SUPERIOR COURT OF PENNSYLVANIA
Feb 20, 2018
J-S77012-17 (Pa. Super. Ct. Feb. 20, 2018)

Opinion

J-S77012-17 No. 728 MDA 2017

02-20-2018

COMMONWEALTH OF PENNSYLVANIA, Appellee v. MONTANA JEROME BELL, Appellant


NON-PRECEDENTIAL DECISION - SEE SUPERIOR COURT I.O.P. 65.37

Appeal from the Judgment of Sentence Entered December 30, 2016
In the Court of Common Pleas of Centre County
Criminal Division at No(s): CP-14-CR-0000901-2016 BEFORE: BENDER, P.J.E., LAZARUS, J., and STEVENS, P.J.E. MEMORANDUM BY BENDER, P.J.E.:

Former Justice specially assigned to the Superior Court.

Appellant, Montana Jerome Bell, appeals from the judgment of sentence of 2-4 years' incarceration, imposed following his conviction for aggravated harassment by a prisoner, 18 Pa.C.S. § 2703.1. Appellant claims that the prosecutor violated the Equal Protection Clause of the Fourteenth Amendment by discriminatorily exercising a peremptory challenge to a prospective juror in violation of Batson v. Kentucky , 476 U.S. 79 (1986). After careful review, we affirm.
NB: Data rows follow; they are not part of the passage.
use serde::Serialize;
use std::sync::atomic::{AtomicBool, Ordering};
use std::sync::{Mutex, PoisonError};

use super::{should_trigger, AutonomousGoal, GenerationInputs, GenerationReport, GoalGenerator, GoalId};
use crate::atomspace::AtomSpace;

/// What a call to [`GoalEngine::run_cycle`] did.
#[derive(Debug, Clone, PartialEq, Serialize)]
pub enum CycleOutcome {
    /// The trigger policy declined. `efficiency` is `None` when no introspection data was supplied.
    Skipped {
        efficiency: Option<f64>,
        recent_changes: u64,
    },
    /// Another cycle was already running; nothing happened.
    Coalesced,
    Completed(GenerationReport),
}

impl CycleOutcome {
    pub fn report(&self) -> Option<&GenerationReport> {
        match self {
            CycleOutcome::Completed(report) => Some(report),
            _ => None,
        }
    }
}

/// Marks a cycle as in flight until dropped.
pub struct CycleGuard<'a> {
    flag: &'a AtomicBool,
}

impl Drop for CycleGuard<'_> {
    fn drop(&mut self) {
        self.flag.store(false, Ordering::Release);
    }
}

/// Goal generator behind a trigger policy and a single-flight gate.
pub struct GoalEngine {
    generator: Mutex<GoalGenerator>,
    in_flight: AtomicBool,
}

impl GoalEngine {
    pub fn new(generator: GoalGenerator) -> Self {
        Self {
            generator: Mutex::new(generator),
            in_flight: AtomicBool::new(false),
        }
    }

    /// Claims the in-flight slot, or `None` if a cycle is already running.
    pub fn try_begin(&self) -> Option<CycleGuard<'_>> {
        self.in_flight
            .compare_exchange(false, true, Ordering::AcqRel, Ordering::Acquire)
            .ok()
            .map(|_| CycleGuard { flag: &self.in_flight })
    }

    pub fn is_running(&self) -> bool {
        self.in_flight.load(Ordering::Acquire)
    }

    /// Runs one generation cycle over `space` if no other cycle is in flight and the
    /// trigger policy accepts the latest efficiency and `recent_changes`.
    pub fn run_cycle(&self, space: &AtomSpace, inputs: &GenerationInputs, recent_changes: u64) -> CycleOutcome {
        let Some(_guard) = self.try_begin() else {
            tracing::debug!(target: "cogito::goals", "generation already in flight, coalescing");
            return CycleOutcome::Coalesced;
        };

        let efficiency = inputs.latest_efficiency();
        let triggered = efficiency.is_some_and(|e| should_trigger(e, recent_changes));
        if !triggered {
            tracing::debug!(target: "cogito::goals", ?efficiency, recent_changes, "generation skipped");
            return CycleOutcome::Skipped {
                efficiency,
                recent_changes,
            };
        }

        let mut generator = self.generator.lock().unwrap_or_else(PoisonError::into_inner);
        CycleOutcome::Completed(generator.generate(space, inputs))
    }

    /// Splits `goal` into capability sub-goals using the shared id counter.
    pub fn decompose(&self, goal: &AutonomousGoal) -> Vec<AutonomousGoal> {
        self.generator
            .lock()
            .unwrap_or_else(PoisonError::into_inner)
            .decompose(goal)
    }

    pub fn next_goal_id(&self) -> GoalId {
        self.generator.lock().unwrap_or_else(PoisonError::into_inner).next_id()
    }
}

#[cfg(test)]
mod tests {
    use super::*;
    use crate::atomspace::NodeType;
    use crate::goals::IntrospectionResult;
    use crate::shared::GoalsConfig;
    use std::sync::{Arc, Barrier};

    fn engine() -> GoalEngine {
        GoalEngine::new(GoalGenerator::with_seed(GoalsConfig::default(), 7))
    }

    fn inputs(efficiency: f64) -> GenerationInputs {
        GenerationInputs {
            introspection: vec![IntrospectionResult {
                process: "reasoning".to_string(),
                efficiency_rating: efficiency,
                bottlenecks: vec![],
                suggestions: vec![],
                timestamp_ms: 1,
            }],
            ..GenerationInputs::default()
        }
    }

    fn space() -> AtomSpace {
        let mut space = AtomSpace::new();
        space.add_node(NodeType::Concept, "lonely");
        space
    }

    #[test]
    fn completes_when_policy_allows() {
        let outcome = engine().run_cycle(&space(), &inputs(0.9), 0);
        let report = outcome.report().expect("cycle should run");
        assert_eq!(report.goals[0].description, "connect lonely to existing knowledge network");
    }

    #[test]
    fn skips_without_mutating_the_counter() {
        let engine = engine();
        let outcome = engine.run_cycle(&space(), &inputs(0.6), 2);
        assert_eq!(
            outcome,
            CycleOutcome::Skipped {
                efficiency: Some(0.6),
                recent_changes: 2
            }
        );
        assert_eq!(engine.next_goal_id(), 0);

        let none = engine.run_cycle(&space(), &GenerationInputs::default(), 0);
        assert!(matches!(none, CycleOutcome::Skipped { efficiency: None, .. }));
        assert!(!engine.is_running());
    }

    #[test]
    fn concurrent_trigger_is_coalesced() {
        let engine = engine();
        let guard = engine.try_begin().unwrap();
        assert_eq!(engine.run_cycle(&space(), &inputs(0.9), 0), CycleOutcome::Coalesced);
        drop(guard);
        assert!(engine.run_cycle(&space(), &inputs(0.9), 0).report().is_some());
    }

    #[test]
    fn only_one_of_many_threads_holds_the_slot() {
        let engine = Arc::new(engine());
        let barrier = Arc::new(Barrier::new(8));
        let handles: Vec<_> = (0..8)
            .map(|_| {
                let engine = Arc::clone(&engine);
                let barrier = Arc::clone(&barrier);
                std::thread::spawn(move || {
                    let guard = engine.try_begin();
                    let won = guard.is_some();
                    barrier.wait();
                    won
                })
            })
            .collect();
        let winners = handles.into_iter().map(|h| h.join().unwrap()).filter(|w| *w).count();
        assert_eq!(winners, 1);
        assert!(!engine.is_running());
    }
}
"A person who is confined in or committed to any local or county detention facility, jail or prison or any State penal or correctional institution or other State penal or correctional facility located in this Commonwealth commits a felony of the third degree if he, while so confined or committed or while undergoing transportation to or from such an institution or facility in or to which he was confined or committed, intentionally or knowingly causes or attempts to cause another to come into contact with blood, seminal fluid, saliva, urine or feces by throwing, tossing, spitting or expelling such fluid or material." --------

The facts underlying Appellant's conviction are not germane to this appeal. Briefly, the Commonwealth charged Appellant, an African-American inmate, with a Section 2703.1 offense for spitting on a prison guard. During jury selection on October 3, 2016, the Commonwealth exercised its sixth peremptory challenge against Gary Abdullah, the only African-American on the thirty-member venire panel. Appellant objected pursuant to Batson. After further inquiry by the trial court, the court overruled that objection. The jury subsequently convicted Appellant after a one-day trial held on November 7, 2016. On December 30, 2016, the court sentenced Appellant as stated above.
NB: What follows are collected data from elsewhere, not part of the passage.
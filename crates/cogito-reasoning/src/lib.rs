//! Stand-in collaborators for the cognitive core.
//!
//! [`StubReasoner`] performs no inference: it remembers submitted atoms and scales their
//! confidence by how reliable the reporting processes have recently been.
//! [`StaticTelemetry`] serves a fixed (replaceable) telemetry snapshot.

use std::fmt;

use cogito_core::{
    AtomRecord, CollaboratorError, Handle, PerformanceMetric, Pattern, ReasoningCollaborator, TelemetrySnapshot,
    TelemetrySource, TruthValue,
};
use dashmap::DashMap;
use tokio::sync::RwLock;

#[derive(Debug)]
struct InvalidMetric(String);

impl fmt::Display for InvalidMetric {
    fn fmt(&self, f: &mut fmt::Formatter<'_>) -> fmt::Result {
        write!(f, "invalid success rate for process: {}", self.0)
    }
}

impl std::error::Error for InvalidMetric {}

/// In-memory reasoner stub.
#[derive(Debug, Default)]
pub struct StubReasoner {
    atoms: DashMap<Handle, AtomRecord>,
    /// Process -> latest success rate.
    reliability: DashMap<String, f64>,
}

impl StubReasoner {
    pub fn new() -> Self {
        Self::default()
    }

    /// Mean success rate over every reporting process; 1.0 before any report.
    pub fn reliability(&self) -> f64 {
        if self.reliability.is_empty() {
            return 1.0;
        }
        let sum: f64 = self.reliability.iter().map(|e| *e.value()).sum();
        sum / self.reliability.len() as f64
    }

    pub fn known_atoms(&self) -> usize {
        self.atoms.len()
    }
}

#[async_trait::async_trait]
impl ReasoningCollaborator for StubReasoner {
    fn name(&self) -> &str {
        "stub-reasoner"
    }

    async fn submit_atom(&self, atom: &AtomRecord) -> Result<TruthValue, CollaboratorError> {
        let truth = atom.view().truth();
        let revised = TruthValue {
            strength: truth.strength,
            confidence: (truth.confidence * self.reliability()).clamp(0.0, 1.0),
        };
        self.atoms.insert(atom.handle(), atom.clone());
        tracing::debug!(
            target: "cogito::reasoning",
            handle = %atom.handle(),
            confidence = revised.confidence,
            "atom submitted"
        );
        Ok(revised)
    }

    async fn query_atoms(&self, pattern: &Pattern) -> Result<Vec<AtomRecord>, CollaboratorError> {
        let mut found: Vec<AtomRecord> = self
            .atoms
            .iter()
            .filter(|e| pattern.matches(e.value().view()))
            .map(|e| e.value().clone())
            .collect();
        found.sort_by_key(AtomRecord::handle);
        Ok(found)
    }

    async fn on_metric_update(&self, metric: &PerformanceMetric) -> Result<(), CollaboratorError> {
        if !(0.0..=1.0).contains(&metric.success_rate) {
            return Err(Box::new(InvalidMetric(metric.process.clone())));
        }
        self.reliability.insert(metric.process.clone(), metric.success_rate);
        Ok(())
    }
}

/// Telemetry source returning whatever snapshot it was last given.
#[derive(Debug, Default)]
pub struct StaticTelemetry {
    snapshot: RwLock<TelemetrySnapshot>,
}

impl StaticTelemetry {
    pub fn new(snapshot: TelemetrySnapshot) -> Self {
        Self {
            snapshot: RwLock::new(snapshot),
        }
    }

    /// Parses a snapshot from JSON (`metrics`, `introspection`, `domain_mastery`; all optional).
    pub fn from_json(json: &str) -> Result<Self, serde_json::Error> {
        Ok(Self::new(serde_json::from_str(json)?))
    }

    pub async fn replace(&self, snapshot: TelemetrySnapshot) {
        *self.snapshot.write().await = snapshot;
    }
}

#[async_trait::async_trait]
impl TelemetrySource for StaticTelemetry {
    async fn pull(&self) -> Result<TelemetrySnapshot, CollaboratorError> {
        Ok(self.snapshot.read().await.clone())
    }
}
Appellant filed a timely post-sentence motion asking the trial court to reconsider his Batson challenge. On April 26, 2017, the court issued an opinion and order deny the post-sentence motion. See Opinion and Order (hereinafter "TCO"), 4/26/17, at 1. Appellant then filed a timely notice of appeal, and a timely, court-ordered Pa.R.A.P. 1925(b) statement. On May 19, 2017, the trial court issued a Rule 1925(a) statement in lieu of an opinion, in which the court indicated that it would rely on its April 26, 2017 opinion.

Appellant now presents the following question for our review:

Did the Trial Court err in permitting the prosecution to discriminatorily exercise a peremptory challenge to strike the only African-American male prospective juror in the entire
Courtroom from serving on [Appellant]'s Jury, in violation of Batson ...?
Appellant's Brief at 5.

"A Batson claim presents mixed questions of law and fact." Riley v. Taylor , 277 F.3d 261, 277 (3d Cir. 2001) (en banc). Therefore, our standard of review is whether the trial court's legal conclusions are correct and whether its factual findings are clearly erroneous.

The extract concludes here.